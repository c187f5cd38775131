//! Write the master workbook, queue workbooks and the rejection report

use anyhow::{Context, Result};
use rust_xlsxwriter::{Workbook, Worksheet};
use std::path::Path;

use super::cells::{CellFormats, write_value};
use crate::reconcile::batch::RawBatch;
use crate::reconcile::reject::RejectedRecord;
use crate::reconcile::store::Store;
use crate::reconcile::types::{Row, TableKind, Value};

/// Sheet name of the rejection report
pub const REJECTED_SHEET: &str = "Rejected";

/// Special column names (prefixed with _)
mod special_cols {
    pub const OPERATION: &str = "_operation";
    pub const ROW: &str = "_row";
    pub const REASON_CODE: &str = "_reason_code";
    pub const REASON: &str = "_reason";
}

/// Write all four master tables, one sheet each
pub fn write_master_workbook(store: &Store, path: &Path) -> Result<()> {
    let formats = CellFormats::new();
    let mut workbook = Workbook::new();

    for table in TableKind::ALL {
        let worksheet = workbook.add_worksheet();
        worksheet.set_name(table.sheet_name())?;
        write_table(worksheet, &store.columns(table), &store.get(table), &formats)?;
    }

    save(&mut workbook, path)
}

/// Write a raw batch with one sheet per queue sheet
pub fn write_queue_workbook(batch: &RawBatch, path: &Path) -> Result<()> {
    let formats = CellFormats::new();
    let mut workbook = Workbook::new();

    for (name, rows) in batch.sheets() {
        let worksheet = workbook.add_worksheet();
        worksheet.set_name(name)?;
        write_table(worksheet, &union_columns(rows), rows, &formats)?;
    }

    save(&mut workbook, path)
}

/// Write rejected records to a single sheet
///
/// Layout: `_operation`, `_row`, every payload column (first-seen order),
/// then `_reason_code` and `_reason`.
pub fn write_rejections_workbook(records: &[RejectedRecord], path: &Path) -> Result<()> {
    let formats = CellFormats::new();
    let mut workbook = Workbook::new();
    let worksheet = workbook.add_worksheet();
    worksheet.set_name(REJECTED_SHEET)?;

    let payload_columns = union_columns(records.iter().map(|r| &r.payload));

    let mut columns: Vec<&str> = vec![special_cols::OPERATION, special_cols::ROW];
    columns.extend(payload_columns.iter().map(String::as_str));
    columns.push(special_cols::REASON_CODE);
    columns.push(special_cols::REASON);

    for (col, name) in columns.iter().enumerate() {
        worksheet.write_string_with_format(0, col as u16, *name, &formats.header)?;
    }

    for (idx, record) in records.iter().enumerate() {
        let row = (idx + 1) as u32;
        worksheet.write_string(row, 0, record.operation.sheet_name())?;
        worksheet.write_number(row, 1, record.row_number as f64)?;

        for (col_idx, column) in payload_columns.iter().enumerate() {
            let col = (col_idx + 2) as u16;
            write_value(worksheet, row, col, record.payload.get(column), &formats)?;
        }

        let reason_col = (columns.len() - 2) as u16;
        worksheet.write_string(row, reason_col, record.reason.code())?;
        worksheet.write_string(row, reason_col + 1, &record.reason.to_string())?;
    }

    save(&mut workbook, path)
}

fn write_table(
    worksheet: &mut Worksheet,
    columns: &[String],
    rows: &[Row],
    formats: &CellFormats,
) -> Result<()> {
    for (col, name) in columns.iter().enumerate() {
        worksheet.write_string_with_format(0, col as u16, name, &formats.header)?;
    }

    for (idx, record) in rows.iter().enumerate() {
        let row = (idx + 1) as u32;
        for (col, name) in columns.iter().enumerate() {
            let value: &Value = record.get(name);
            write_value(worksheet, row, col as u16, value, formats)?;
        }
    }
    Ok(())
}

/// Every column that appears in `rows`, in first-seen order
fn union_columns<'a>(rows: impl IntoIterator<Item = &'a Row>) -> Vec<String> {
    let mut columns: Vec<String> = Vec::new();
    for row in rows {
        for column in row.columns() {
            if !columns.iter().any(|c| c == column) {
                columns.push(column.to_string());
            }
        }
    }
    columns
}

fn save(workbook: &mut Workbook, path: &Path) -> Result<()> {
    workbook
        .save(path)
        .with_context(|| format!("Failed to save Excel file: {}", path.display()))
}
--
Action item:
Check all the records above and select each line where the string "TableKind" is found.

Written reply:
use crate::reconcile::types::{Row, TableKind, Value};
    for table in TableKind::ALL {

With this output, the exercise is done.